It was Cruz’s third victory in the Super Tuesday primary and caucus votes in a dozen states against seven wins for Trump.
Alaska in the far west was the last state to report its results.
However, Hillary Clinton and Donald Trump still took a giant step toward securing the White House nominations of their parties, thumping rivals in the majority of Super Tuesday primaries.
Bellicose billionaire Trump weathered a barrage of attacks from fellow Republicans to win seven of 11 states, coming within striking distance of becoming the Republican nominee to replace President Barack Obama.
Clinton also racked up seven wins with her strategy of embracing President Barack Obama appearing to pay dividends.
She beat rival Bernie Sanders handily across a host of southern US states – Alabama, Arkansas, Georgia, Tennessee and Texas – winning big among African-American voters and reversing a 2008 primary loss in Virginia.
The former secretary of state also claimed Massachusetts, in a close race.
Sanders notched wins in his tiny home state of Vermont, Oklahoma, Colorado and in Minnesota, but he now trails heavily.
Both Trump and Clinton signaled their focus is beginning to shift to the general election.
In victory remarks, Clinton attacked Trump’s pledge to “make America great again.”
“America never stopped being great!” she said to cheers from supporters in Miami.
“It’s clear tonight that the stakes in this election have never been higher, and the rhetoric we’re hearing on the other side has never been lower.”
Trump painted Clinton – the former first lady, senator and secretary of state – as a Washington insider, who cannot address a furious electorate’s desire for change.
“She’s been there for so long. I mean if she hasn’t straightened it out by now, she’s not going to straighten it out in the next four years,” he said.
A recent CNN/ORC poll found that both Clinton and Sanders would easily defeat Trump if the general election – set for 8 November – were held now.
But few are likely to underestimate the 69-year-old Trump after his primary rout.
Republican unease
Super Tuesday was the most pivotal day of the US presidential primary season so far, with half the Republican delegates and a third of Democratic delegates needed to win the nominations up for grabs.
Trump’s victories were widespread, from Alabama and Georgia in the deep south, to Massachusetts in the northeast, to the vital battleground state of Virginia.
The scope and scale of the victories will sow terror among establishment Republicans, who fear the party of Abraham Lincoln, Theodore Roosevelt and Ronald Reagan could face general electoral annihilation.
While Trump’s rivals Marco Rubio and Ted Cruz struggled to make the case they can still win, Trump tried to defuse an intra-party feud that may be the only serious obstacle remaining on his path to the nomination.
He offered an olive branch to party leaders who are fighting a rearguard action, making the case he can unify and grow the party.
“I think we’ll be more inclusive and more unified.

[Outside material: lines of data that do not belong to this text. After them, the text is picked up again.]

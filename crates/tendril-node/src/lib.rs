//! # Tendril Node
//!
//! Library side of the `tendril-node` binary: configuration loading,
//! logging setup and the wiring that connects chain storage, the
//! synchronizer, the executor and the consensus engine in one process.
//!
//! ```text
//! ┌──────────────┐     ┌──────────────┐     ┌──────────────┐
//! │   Transport  │────▶│MessageRouter │────▶│   Engine /   │
//! │ (PeerSet)    │     │              │     │ Synchronizer │
//! └──────────────┘     └──────────────┘     └──────┬───────┘
//!                                                   │
//!                      ┌──────────────┐     ┌──────▼───────┐
//!                      │   Executor   │◀────│  Blockchain  │
//!                      └──────────────┘     └──────────────┘
//! ```

pub mod config;
pub mod node;
pub mod observability;

pub use config::{MempoolSettings, NodeConfig};
pub use node::Node;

I think we’ll be a much bigger party,” Trump said, easing up on his hallmark bombast.
However, any way you look at it, it was Trump’s night, as he won big and his two top rivals did well enough to stay in the race and thus keep their supporters divided, said Sabato’s Crystal Ball, a political newsletter published by the University of Virginia.
“Happiness for Donald Trump is a divided opposition. He’s got precisely that and it’s going nowhere for the time being,” the newsletter said.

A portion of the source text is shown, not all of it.